Rising like a Phoenix: The ‘Right to be Forgotten’ before the ECJ

Judgment of the Court (Grand Chamber) in C-131/12 Google Spain v AEPD and Mario Costeja Gonzalez

 When Advocate General Jääskinen delivered his Opinion in the Google Spain case in June of last year (as commented upon on this blog here), it seemed to many (myself included) that it was the last nail in the coffin of the controversial ‘right to be forgotten’ provided for in the EU’s Proposed Data Protection Regulation. The judgment of the Grand Chamber of the Court of Justice delivered this morning in this case would however indicate otherwise. Indeed, it seems to follow from the judgment, which comes down decisively in favour of data protection and privacy when balanced with freedom of expression, that a ‘right to be forgotten’ already exists in the EU data protection regime in all but name only. For an assessment of the implications of this case, skip right to the bottom of this lengthy post!

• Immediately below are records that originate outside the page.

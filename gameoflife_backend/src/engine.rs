//! Whole-board transition with optional memoization.
//!
//! The memo cache is owned by the engine instance; there is no ambient
//! global. Eviction is FIFO over insertion order, bounded by the configured
//! capacity (0 disables memoization).

use std::collections::{HashMap, VecDeque};
use std::sync::atomic::{AtomicU64, Ordering};
use std::sync::{Arc, PoisonError, RwLock};

#[cfg(feature = "parallel")]
use rayon::prelude::*;

use crate::error::ComputeError;
use crate::grid::{BoardLimits, Grid};
use crate::hasher::{board_hash, StateHash};
use crate::rules::next_value_at;
use crate::types::{CacheStats, GameOfLifeSettings};

// =============================================================================
// STATE CACHE
// =============================================================================

/// Shape is part of the key so equal flattened sequences of different
/// dimensions never share an entry.
pub type CacheKey = (usize, usize, StateHash);

#[derive(Default)]
struct CacheInner {
    entries: HashMap<CacheKey, Arc<Grid>>,
    insertion_order: VecDeque<CacheKey>,
}

/// Thread-safe, bounded map from a generation's key to its successor.
pub struct StateCache {
    capacity: usize,
    inner: RwLock<CacheInner>,
    hits: AtomicU64,
    misses: AtomicU64,
}

impl StateCache {
    pub fn new(capacity: usize) -> Self {
        Self {
            capacity,
            inner: RwLock::new(CacheInner::default()),
            hits: AtomicU64::new(0),
            misses: AtomicU64::new(0),
        }
    }

    pub fn capacity(&self) -> usize {
        self.capacity
    }

    pub fn is_enabled(&self) -> bool {
        self.capacity > 0
    }

    pub fn get(&self, key: &CacheKey) -> Option<Arc<Grid>> {
        let found = self
            .inner
            .read()
            .unwrap_or_else(PoisonError::into_inner)
            .entries
            .get(key)
            .cloned();

        let counter = if found.is_some() { &self.hits } else { &self.misses };
        counter.fetch_add(1, Ordering::Relaxed);
        found
    }

    /// Racing writers for the same key compute the same successor, so the
    /// last write simply wins.
    pub fn insert(&self, key: CacheKey, next: Arc<Grid>) {
        if !self.is_enabled() {
            return;
        }

        let mut inner = self.inner.write().unwrap_or_else(PoisonError::into_inner);
        if let Some(slot) = inner.entries.get_mut(&key) {
            *slot = next;
            return;
        }

        while inner.entries.len() >= self.capacity {
            match inner.insertion_order.pop_front() {
                Some(oldest) => {
                    inner.entries.remove(&oldest);
                }
                None => break,
            }
        }
        inner.entries.insert(key, next);
        inner.insertion_order.push_back(key);
    }

    pub fn len(&self) -> usize {
        self.inner.read().unwrap_or_else(PoisonError::into_inner).entries.len()
    }

    pub fn is_empty(&self) -> bool {
        self.len() == 0
    }

    pub fn stats(&self) -> CacheStats {
        CacheStats {
            entries: self.len() as u64,
            capacity: self.capacity as u64,
            hits: self.hits.load(Ordering::Relaxed),
            misses: self.misses.load(Ordering::Relaxed),
        }
    }
}

// =============================================================================
// COMPUTE ENGINE
// =============================================================================

pub struct ComputeEngine {
    limits: BoardLimits,
    cache: StateCache,
}

impl ComputeEngine {
    pub fn new(limits: BoardLimits, cache_capacity: usize) -> Self {
        Self {
            limits,
            cache: StateCache::new(cache_capacity),
        }
    }

    pub fn from_settings(settings: &GameOfLifeSettings) -> Self {
        Self::new(BoardLimits::from(settings), settings.memo_cache_capacity as usize)
    }

    pub fn cache(&self) -> &StateCache {
        &self.cache
    }

    /// One generation forward. Cache hits return the same `Arc` that was
    /// stored on the miss.
    pub fn compute_next_state(&self, grid: &Grid) -> Result<Arc<Grid>, ComputeError> {
        grid.check_limits(&self.limits).map_err(ComputeError::InvalidBoard)?;

        let key = (grid.rows(), grid.cols(), board_hash(grid));
        if let Some(next) = self.cache.get(&key) {
            return Ok(next);
        }

        let next = Arc::new(step(grid));
        self.cache.insert(key, Arc::clone(&next));
        Ok(next)
    }
}

// =============================================================================
// TRANSITION
// =============================================================================

/// Each output row reads only the input grid, so rows are independent and
/// written into disjoint chunks.
#[cfg(feature = "parallel")]
pub fn step(grid: &Grid) -> Grid {
    let cols = grid.cols();
    let mut cells = vec![false; grid.rows() * cols];
    cells
        .par_chunks_mut(cols)
        .enumerate()
        .for_each(|(row, out)| fill_row(grid, row, out));
    Grid::with_cells(grid.rows(), cols, cells)
}

#[cfg(not(feature = "parallel"))]
pub fn step(grid: &Grid) -> Grid {
    step_sequential(grid)
}

pub fn step_sequential(grid: &Grid) -> Grid {
    let cols = grid.cols();
    let mut cells = vec![false; grid.rows() * cols];
    for (row, out) in cells.chunks_mut(cols).enumerate() {
        fill_row(grid, row, out);
    }
    Grid::with_cells(grid.rows(), cols, cells)
}

#[inline]
fn fill_row(grid: &Grid, row: usize, out: &mut [bool]) {
    for (col, cell) in out.iter_mut().enumerate() {
        *cell = next_value_at(grid, row, col);
    }
}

The facts of the case are as follows. Mr Costeja Gonzalez was involved in insolvency proceedings relating to social security debts in the late 1990’s. These proceedings were reported in a regional newspaper in Spain and the article was later made available online. Mr Costeja Gonzalez, who was named in the report, asked the newspaper to delete the piece arguing that the proceedings were concluded and it was no longer of any relevance. The newspaper refused this request and Mr Costeja Gonzalez then asked Google Spain to remove links to the article in its search results when his name was entered into the Google search engine. The Spanish Data Protection Authority, which had refused to order the newspaper to remove the original article, asked Google Spain and Google Inc to remove the article from Google’s index of search results. Google contested this decision of the Authority before a national court which stayed the proceedings to make a preliminary reference to the Court of Justice. The questions referred to the Court can be grouped into three sets of issues:

  • the material scope of application of the Data Protection Directive (Directive 95/46 EC),
  • the territorial scope of application of the Directive and,
  • the existence of a right akin to a ‘right to be forgotten’ under existing data protection rules.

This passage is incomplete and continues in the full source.